Subito il rinnovo del progetto” Anch’io all’Elba”

di Pd Elba

La salvaguardia della sanità nei territori marginali e, sulle isole in particolare, è una questione che merita impegno e coraggio nelle scelte. Da alcuni mesi assistiamo a troppo silenzio da parte delle istituzioni, in primis dalla conferenza dei Sindaci che avrebbe il compito di pianificare i servizi sociosanitari e discutere costantemente con Regione e Azienda Sanitaria per far crescere la nostra sanità ospedaliera e territoriale.

Il contrario di quello che sta avvenendo.

L’Ospedale di Portoferraio è un Ospedale di Base e deve, come condizione irrinunciabile, possedere gli standard qualitativi, strutturali, tecnologici e quantitativi relativi all’assistenza ospedaliera di base: la chirurgia generale, la medicina interna, il pronto soccorso più attrezzato della Toscana (per la stabilizzazione in condizione di distanza) in rapporto con la rete dell’urgenza, ortopedia, anestesia, radiologia, laboratorio e emoteca, come previsto dal decreto Balduzzi, oggi in gran parte disatteso.

In più, per le altre specialistiche, almeno quelle in elezione, da tempo proponiamo l’ingresso dell’Ospedale di Portoferraio nel ragionamento in corso sull’Ospedale unico delle Valli Etrusche che di fatto, già oggi, usa i numeri dei ricoveri elbani fuori isola per garantire servizi.

Questa esigenza è resa ancora più irrinunciabile se si fa riferimento alla particolarissima (e arcinota!) variazione stagionale dei flussi che dilatano il bacino di utenza moltiplicandolo da 30.000 a 200/250.000 presenze giornaliere nel periodo estivo.

Se negli ultimi anni la situazione dei presidi sanitari elbani non è implosa è grazie al grande lavoro della Direzione Sanitaria e degli operatori sanitari , infermieristici e socio-sanitari delle strutture, della cui competenza e professionalità raccontano quotidianamente le cronache elbane, ma anche grazie agli investimenti che la regione Toscana ha realizzato con il progetto “Anch’io all’Elba” che costituisce una risorsa determinante per la tenuta del sistema così come il progetto aziendale per garantire la presenza di infermieri, anche di altre strutture ospedaliere che, con turni aggiuntivi, garantiscono la copertura dei turni nei reparti ospedalieri.

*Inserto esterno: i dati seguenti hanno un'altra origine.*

//! Application layer containing the repayment calculations.
//!
//! This module defines the `AmortizationEngine`, the entry point for building
//! single-debt payment plans and multi-debt repayment strategies. It performs
//! no I/O; callers load debts through a `DebtStore` and hand over a snapshot.

pub mod engine;
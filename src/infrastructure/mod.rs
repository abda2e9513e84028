//! Adapters implementing the domain ports.

pub mod in_memory;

È importante ricordare che in assenza di figure infermieristiche non si garantisce l’assistenza ai pazienti e in questo momento le nostre strutture sanitarie hanno circa 30 infermieri in meno. Non vorremmo mai trovarci a discutere e a protestare per la chiusura di servizi, alcuni dei quali già ridotti, come ad esempio il centro Trasfusionale e la nefrologia.

A breve dovrebbero entrare in funzione le Case di Comunità che dovranno garantire un’apertura almeno di 12 ore al giorno, domenica compresa, e che oltre ai medici di base prevederanno la presenza di operatori infermieristici e del comparto sociale già fortemente in crisi. Anche dell’A.D.I. (Assistenza Domiciliare Integrata), fiore all’occhiello dell’assistenza territoriale, avremo sempre più necessità per l’invecchiamento della popolazione.

È pertanto estremamente urgente provvedere con atti concreti, da parte della Regione Toscana, al rifinanziamento del progetto “Anch’io all’Elba” e da parte della Azienda ASL alla copertura dei turni infermieristici con assunzioni e/o con progetti mirati. Assunzioni per le quali, in un recente passato, pareva essere pronto uno specifico concorso per l’Elba ma di cui non si sono avute più notizie.

Porteremo queste istanze alla nuova assessora regionale alla sanità Monia Monni e alla commissione sanità del Consiglio Regionale. Occuparsi delle aree marginali, dei servizi e della cura delle persone, è un compito non più rimandabile.